It is most strongly suggested that you set up your Linux system to use a watchdog. Use the watchdog driver, which fits best to your hardware, e. g. hpwdt for HP server. A list of available watchdogs can be found in /usr/src/linux/drivers/watchdog/

If no watchdog matches to your hardware then use softdog.

You can do this by adding the line

 modprobe softdog

Source

OpenAIS and corosync

The Corosync Cluster Engine is a group communication system with additional features for implementing high availability within applications.
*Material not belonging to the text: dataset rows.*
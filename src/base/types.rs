//! Shared result aliases and the values that flow through the event loop.

use chrono::{DateTime, Utc};
use serde::{Deserialize, Serialize};

/// Application error type.
pub type Err = anyhow::Error;
/// Application result type.
pub type Res<T> = Result<T, Err>;
/// Result with no value.
pub type Void = Res<()>;

/// The bot's own participant identifier, as reported by the platform at connect time.
#[derive(Debug, Clone, PartialEq, Eq, Hash)]
pub struct SessionIdentity(pub String);

impl SessionIdentity {
    /// Wrap a platform user ID.
    pub fn new(user_id: impl Into<String>) -> Self {
        Self(user_id.into())
    }

    /// The raw user ID.
    pub fn as_str(&self) -> &str {
        &self.0
    }
}

impl std::fmt::Display for SessionIdentity {
    fn fmt(&self, f: &mut std::fmt::Formatter<'_>) -> std::fmt::Result {
        f.write_str(&self.0)
    }
}

/// Raw list form accepted from configuration: either `"a, b, c"` or `["a", "b", "c"]`.
#[derive(Debug, Deserialize)]
#[serde(untagged)]
enum ListRepr {
    Joined(String),
    Items(Vec<String>),
}

impl ListRepr {
    fn into_items(self) -> Vec<String> {
        let items = match self {
            ListRepr::Joined(joined) => joined.split(',').map(str::to_string).collect(),
            ListRepr::Items(items) => items,
        };

        items.into_iter().map(|i| i.trim().to_string()).filter(|i| !i.is_empty()).collect()
    }
}

/// The channels the bot pays attention to.
#[derive(Debug, Clone, Default, PartialEq, Eq, Deserialize)]
#[serde(from = "ListRepr")]
pub struct WatchSet(Vec<String>);

impl WatchSet {
    /// Build a watch set from channel IDs.
    pub fn new<I, S>(channels: I) -> Self
    where
        I: IntoIterator<Item = S>,
        S: Into<String>,
    {
        Self(channels.into_iter().map(Into::into).collect())
    }

    /// Whether `channel` is watched.
    pub fn contains(&self, channel: &str) -> bool {
        self.0.iter().any(|c| c == channel)
    }

    /// Whether no channel is watched.
    pub fn is_empty(&self) -> bool {
        self.0.is_empty()
    }

    #[cfg(test)]
    pub(crate) fn channels(&self) -> &[String] {
        &self.0
    }
}

impl From<ListRepr> for WatchSet {
    fn from(repr: ListRepr) -> Self {
        Self(repr.into_items())
    }
}

/// The pool of reaction names a response is drawn from.
///
/// Never empty: construction fails instead, so an empty pool surfaces at startup.
#[derive(Debug, Clone, PartialEq, Eq, Deserialize)]
#[serde(try_from = "ListRepr")]
pub struct Vocabulary(Vec<String>);

impl Vocabulary {
    /// Build a vocabulary; fails when `payloads` is empty.
    pub fn new<I, S>(payloads: I) -> Res<Self>
    where
        I: IntoIterator<Item = S>,
        S: Into<String>,
    {
        let payloads: Vec<String> = payloads.into_iter().map(Into::into).collect();

        if payloads.is_empty() {
            return Err(anyhow::anyhow!("At least one emoji response must be configured."));
        }

        Ok(Self(payloads))
    }

    /// The configured reaction names, in order.
    pub fn payloads(&self) -> &[String] {
        &self.0
    }

    #[cfg(test)]
    pub(crate) fn contains(&self, payload: &str) -> bool {
        self.0.iter().any(|p| p == payload)
    }
}

impl TryFrom<ListRepr> for Vocabulary {
    type Error = Err;

    fn try_from(repr: ListRepr) -> Res<Self> {
        Self::new(repr.into_items())
    }
}

/// A single inbound message event.
#[derive(Debug, Clone, PartialEq, Eq, Serialize)]
pub struct Event {
    /// Author user ID; absent for some message subtypes.
    pub author: Option<String>,
    /// Origin channel ID.
    pub channel: Option<String>,
    /// Message timestamp, which doubles as the message identifier.
    pub ts: String,
}

impl Event {
    /// Wall-clock time the message was sent, decoded from its `ts`.
    pub fn sent_at(&self) -> Option<DateTime<Utc>> {
        let (secs, frac) = self.ts.split_once('.').unwrap_or((&self.ts, "0"));

        let secs = secs.parse::<i64>().ok()?;
        let micros = format!("{frac:0<6}").get(..6)?.parse::<u32>().ok()?;

        DateTime::from_timestamp(secs, micros * 1_000)
    }
}

/// Remote actions the bot knows how to perform.
#[derive(Debug, Clone, Copy, PartialEq, Eq)]
pub enum Action {
    /// Add an emoji reaction to a message.
    AddReaction,
}

impl Action {
    /// The platform method name for this action.
    pub fn method(&self) -> &'static str {
        match self {
            Action::AddReaction => "reactions.add",
        }
    }
}

/// Structured reply to a remote action.
#[derive(Debug, Clone, PartialEq, Eq)]
pub struct Acknowledgment {
    /// Whether the platform accepted the action.
    pub ok: bool,
    /// Platform error code when it did not.
    pub error: Option<String>,
}

impl Acknowledgment {
    /// A successful acknowledgment.
    pub fn ok() -> Self {
        Self { ok: true, error: None }
    }

    /// A rejection carrying the platform's error code.
    pub fn rejected(error: impl Into<String>) -> Self {
        Self { ok: false, error: Some(error.into()) }
    }
}

// Tests.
The project provides four C programming interfaces features:

  • closed process group communication model with virtual synchrony guarantees for creating replicated state machines.
  • simple availability manager that restarts the application process when it has failed.
  • configuration and statistics in-memory database that provide the ability to set, retrieve, and receive change notifications of information.
  • quorum system that notifies applications when quorum is achieved or lost.

The software is designed to operate on UDP/IP and InfiniBand networks natively.
Source

332.3 Red Hat Cluster Suite (weight: 3)

Candidates should have experience in the installation, configuration, maintenance and troubleshooting of the Red Hat Cluster Suite cluster management set of technologies. Key Knowledge Areas:

  • Essential cluster configuration
  • resource agents


The following is a partial list of the used files, terms and utilities:

  • ccs
  • OpenAIS
  • rgmanager
  • /etc/ais/
  • /etc/corosync/

Essential cluster configuration

Quorum disk configuration

Now we have to populate quorum disk space with the right information. To perform this type:

# mkqdisk -c /dev/vg_qdisk/lv_qdisk -l <your_cluster_name>

Note that is not required to use your cluster name as quorum disk label, but it is recommended.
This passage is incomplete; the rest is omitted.